In the document diagrammed above, for instance:

  • The children of the root node are the <?xsl-stylesheet?> processing instruction, the root <books> element, and the comment which follows the root element's end tag.
  • The children of the <books> element node are the two <book> elements. Note that the catdate attribute is not considered a child of the <books> element node, despite the fact that <books> is considered catdate's parent.
  • The children of the first <book> element are the first <title> element, the comment "Are we sure this guy's name is spelled right???" and the first <author> element.
  • The second <title> element has only one child, the text node "For Love of a Toothpick."

Ancestor

An ancestor of any node in the tree is any node at a higher level in the tree than the node in question, including its parent. The root node has no ancestors; on the other hand, the root node is an ancestor of all other nodes in the tree.

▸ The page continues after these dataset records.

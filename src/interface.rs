//! Hardware interface abstraction
//!
//! This module provides the [`LcdInterface`] trait and the [`Interface`] struct
//! for talking to an HD44780-compatible controller over its 4-bit parallel bus.
//!
//! ## Hardware Requirements
//!
//! The 4-bit bus needs 6 GPIO outputs:
//! - **RS**: Register select (low = instruction, high = character data)
//! - **EN**: Enable strobe, data is latched on the falling edge
//! - **D4..D7**: Upper data lines
//!
//! RW is expected to be tied to ground; the busy flag is never read, fixed
//! delays are used instead.
//!
//! ## Example
//!
//! ```rust,no_run
//! use embedded_hal::delay::DelayNs;
//! use embedded_hal::digital::OutputPin;
//! use synthmenu::{Interface, LcdInterface};
//! # use core::convert::Infallible;
//! # struct MockPin;
//! # impl embedded_hal::digital::ErrorType for MockPin { type Error = Infallible; }
//! # impl OutputPin for MockPin {
//! #     fn set_low(&mut self) -> Result<(), Self::Error> { Ok(()) }
//! #     fn set_high(&mut self) -> Result<(), Self::Error> { Ok(()) }
//! # }
//! # struct MockDelay;
//! # impl DelayNs for MockDelay { fn delay_ns(&mut self, _ns: u32) {} }
//! # let mut delay = MockDelay;
//! // Create interface with RS, EN and D4..D7
//! let mut interface = Interface::new(MockPin, MockPin, MockPin, MockPin, MockPin, MockPin);
//!
//! // Switch the controller to 4-bit mode
//! let _ = interface.initialize(&mut delay);
//!
//! // Write a character
//! let _ = interface.write_data(b'A', &mut delay);
//! ```

use core::fmt::Debug;
use embedded_hal::delay::DelayNs;
use embedded_hal::digital::{OutputPin, PinState};

type InterfaceResult<T, E> = core::result::Result<T, E>;

/// Trait for the hardware interface to an HD44780 controller
///
/// This trait abstracts over different bus implementations, allowing the
/// [`CharacterDisplay`](crate::display::CharacterDisplay) to work with the
/// provided 4-bit GPIO [`Interface`] or with a custom one (I2C backpack,
/// shift register).
pub trait LcdInterface {
    /// Error type for interface operations
    ///
    /// Must implement [`Debug`] for error reporting.
    type Error: Debug;

    /// Bring the controller into a known bus mode after power up
    ///
    /// # Errors
    ///
    /// Returns an error if a GPIO operation fails.
    fn initialize<D: DelayNs>(&mut self, delay: &mut D) -> InterfaceResult<(), Self::Error>;

    /// Write an instruction byte (RS low)
    ///
    /// # Errors
    ///
    /// Returns an error if a GPIO operation fails.
    fn write_command<D: DelayNs>(
        &mut self,
        command: u8,
        delay: &mut D,
    ) -> InterfaceResult<(), Self::Error>;

    /// Write a character byte (RS high)
    ///
    /// # Errors
    ///
    /// Returns an error if a GPIO operation fails.
    fn write_data<D: DelayNs>(&mut self, data: u8, delay: &mut D)
    -> InterfaceResult<(), Self::Error>;
}

/// Errors that can occur at the interface level
#[derive(Debug)]
pub enum InterfaceError<PinErr> {
    /// GPIO pin error
    Pin(PinErr),
}

impl<PinErr: Debug> core::fmt::Display for InterfaceError<PinErr> {
    fn fmt(&self, f: &mut core::fmt::Formatter<'_>) -> core::fmt::Result {
        match self {
            Self::Pin(e) => write!(f, "Pin error: {e:?}"),
        }
    }
}

impl<PinErr: Debug> core::error::Error for InterfaceError<PinErr> {}

/// Settling time after a command or character, in microseconds
pub const DEFAULT_COMMAND_DELAY_US: u32 = 100;

/// 4-bit parallel interface implementation
///
/// Implements [`LcdInterface`] for embedded-hal v1.0 output pins.
///
/// ## Type Parameters
///
/// * `RS` - Register select pin implementing [`OutputPin`]
/// * `EN` - Enable pin implementing [`OutputPin`]
/// * `D4`..`D7` - Data pins implementing [`OutputPin`]
#[derive(Debug)]
pub struct Interface<RS, EN, D4, D5, D6, D7> {
    rs: RS,
    en: EN,
    d4: D4,
    d5: D5,
    d6: D6,
    d7: D7,
    /// Settling time after each byte in microseconds
    command_delay_us: u32,
}

impl<RS, EN, D4, D5, D6, D7, PinErr> Interface<RS, EN, D4, D5, D6, D7>
where
    RS: OutputPin<Error = PinErr>,
    EN: OutputPin<Error = PinErr>,
    D4: OutputPin<Error = PinErr>,
    D5: OutputPin<Error = PinErr>,
    D6: OutputPin<Error = PinErr>,
    D7: OutputPin<Error = PinErr>,
{
    /// Create a new Interface
    ///
    /// # Arguments
    ///
    /// * `rs` - Register select pin
    /// * `en` - Enable pin
    /// * `d4`..`d7` - Upper four data lines
    pub fn new(rs: RS, en: EN, d4: D4, d5: D5, d6: D6, d7: D7) -> Self {
        Self {
            rs,
            en,
            d4,
            d5,
            d6,
            d7,
            command_delay_us: DEFAULT_COMMAND_DELAY_US,
        }
    }

    /// Set the settling time after each byte in microseconds
    ///
    /// Default is 100 µs. Slow clones of the controller may need more.
    pub fn set_command_delay(&mut self, delay_us: u32) -> &mut Self {
        self.command_delay_us = delay_us;
        self
    }

    /// Get the settling time after each byte in microseconds
    pub fn command_delay(&self) -> u32 {
        self.command_delay_us
    }

    /// Give the pins back
    pub fn release(self) -> (RS, EN, D4, D5, D6, D7) {
        (self.rs, self.en, self.d4, self.d5, self.d6, self.d7)
    }

    fn pulse_enable<D: DelayNs>(&mut self, delay: &mut D) -> InterfaceResult<(), PinErr> {
        self.en.set_low()?;
        delay.delay_us(1);
        self.en.set_high()?;
        delay.delay_us(1);
        self.en.set_low()?;
        delay.delay_us(self.command_delay_us);
        Ok(())
    }

    fn write_nibble<D: DelayNs>(&mut self, nibble: u8, delay: &mut D) -> InterfaceResult<(), PinErr> {
        self.d4.set_state(PinState::from(nibble & 0x01 != 0))?;
        self.d5.set_state(PinState::from(nibble & 0x02 != 0))?;
        self.d6.set_state(PinState::from(nibble & 0x04 != 0))?;
        self.d7.set_state(PinState::from(nibble & 0x08 != 0))?;
        self.pulse_enable(delay)
    }

    fn write_byte<D: DelayNs>(
        &mut self,
        value: u8,
        data: bool,
        delay: &mut D,
    ) -> InterfaceResult<(), PinErr> {
        self.rs.set_state(PinState::from(data))?;
        self.write_nibble(value >> 4, delay)?;
        self.write_nibble(value & 0x0F, delay)
    }
}

impl<RS, EN, D4, D5, D6, D7, PinErr> LcdInterface for Interface<RS, EN, D4, D5, D6, D7>
where
    RS: OutputPin<Error = PinErr>,
    EN: OutputPin<Error = PinErr>,
    D4: OutputPin<Error = PinErr>,
    D5: OutputPin<Error = PinErr>,
    D6: OutputPin<Error = PinErr>,
    D7: OutputPin<Error = PinErr>,
    PinErr: Debug,
{
    type Error = InterfaceError<PinErr>;

    fn initialize<D: DelayNs>(&mut self, delay: &mut D) -> InterfaceResult<(), Self::Error> {
        // Power-on wait, then the 8-bit reset sequence ending in 4-bit mode
        delay.delay_ms(50);
        self.rs.set_low().map_err(InterfaceError::Pin)?;
        self.en.set_low().map_err(InterfaceError::Pin)?;
        self.write_nibble(0x03, delay).map_err(InterfaceError::Pin)?;
        delay.delay_us(4_500);
        self.write_nibble(0x03, delay).map_err(InterfaceError::Pin)?;
        delay.delay_us(4_500);
        self.write_nibble(0x03, delay).map_err(InterfaceError::Pin)?;
        delay.delay_us(150);
        self.write_nibble(0x02, delay).map_err(InterfaceError::Pin)?;
        Ok(())
    }

    fn write_command<D: DelayNs>(
        &mut self,
        command: u8,
        delay: &mut D,
    ) -> InterfaceResult<(), Self::Error> {
        self.write_byte(command, false, delay)
            .map_err(InterfaceError::Pin)
    }

    fn write_data<D: DelayNs>(
        &mut self,
        data: u8,
        delay: &mut D,
    ) -> InterfaceResult<(), Self::Error> {
        self.write_byte(data, true, delay).map_err(InterfaceError::Pin)
    }
}

#[cfg(test)]
mod tests {
    use super::*;
    use alloc::rc::Rc;
    use alloc::vec::Vec;
    use core::cell::RefCell;
    use core::convert::Infallible;

    /// Pin levels, plus RS and D4..D7 latched on every falling edge of EN
    #[derive(Default)]
    struct Bus {
        levels: [bool; 6],
        latched: Vec<(bool, u8)>,
    }

    struct MockPin {
        bus: Rc<RefCell<Bus>>,
        line: usize,
    }

    impl embedded_hal::digital::ErrorType for MockPin {
        type Error = Infallible;
    }

    impl OutputPin for MockPin {
        fn set_low(&mut self) -> Result<(), Self::Error> {
            let mut bus = self.bus.borrow_mut();
            if self.line == 1 && bus.levels[1] {
                let nibble = (2..6)
                    .filter(|&line| bus.levels[line])
                    .fold(0u8, |acc, line| acc | 1 << (line - 2));
                let rs = bus.levels[0];
                bus.latched.push((rs, nibble));
            }
            bus.levels[self.line] = false;
            Ok(())
        }

        fn set_high(&mut self) -> Result<(), Self::Error> {
            self.bus.borrow_mut().levels[self.line] = true;
            Ok(())
        }
    }

    struct MockDelay {
        total_ns: u64,
    }

    impl DelayNs for MockDelay {
        fn delay_ns(&mut self, ns: u32) {
            self.total_ns += u64::from(ns);
        }
    }

    fn interface() -> (
        Interface<MockPin, MockPin, MockPin, MockPin, MockPin, MockPin>,
        Rc<RefCell<Bus>>,
    ) {
        let bus = Rc::new(RefCell::new(Bus::default()));
        let pin = |line| MockPin {
            bus: Rc::clone(&bus),
            line,
        };
        let interface = Interface::new(pin(0), pin(1), pin(2), pin(3), pin(4), pin(5));
        (interface, bus)
    }

    fn latched(bus: &Rc<RefCell<Bus>>) -> Vec<(bool, u8)> {
        bus.borrow().latched.clone()
    }

    #[test]
    fn test_default_command_delay() {
        let (mut interface, _) = interface();
        assert_eq!(interface.command_delay(), DEFAULT_COMMAND_DELAY_US);
        interface.set_command_delay(200);
        assert_eq!(interface.command_delay(), 200);
    }

    #[test]
    fn test_initialize_sequence() {
        let (mut interface, bus) = interface();
        let mut delay = MockDelay { total_ns: 0 };
        interface.initialize(&mut delay).unwrap();
        assert_eq!(
            latched(&bus),
            alloc::vec![(false, 0x03), (false, 0x03), (false, 0x03), (false, 0x02)]
        );
        assert!(delay.total_ns >= 59_000_000);
    }

    #[test]
    fn test_bytes_are_sent_high_nibble_first() {
        let (mut interface, bus) = interface();
        let mut delay = MockDelay { total_ns: 0 };
        interface.write_command(0x28, &mut delay).unwrap();
        interface.write_data(b'A', &mut delay).unwrap();
        assert_eq!(
            latched(&bus),
            alloc::vec![(false, 0x2), (false, 0x8), (true, 0x4), (true, 0x1)]
        );
    }
}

For example, in the previous document diagrammed above:

  • The catdate attribute's ancestors are the <books> element and the root node.
  • The <?xml-stylesheet?> processing instruction, the root <books> element, and the comment following the <books> element each has a single ancestor, the root node.
  • Ancestors of the text node "Frey, Jörg" are the second <author> element, the second <book> element, the root <books> element, and the root node.

Descendant

A descendant node is any node (including children) which is subordinate to a given node in the document tree. Everything in the document tree is a descendant of the root node, except the root node itself and any attribute or namespace nodes.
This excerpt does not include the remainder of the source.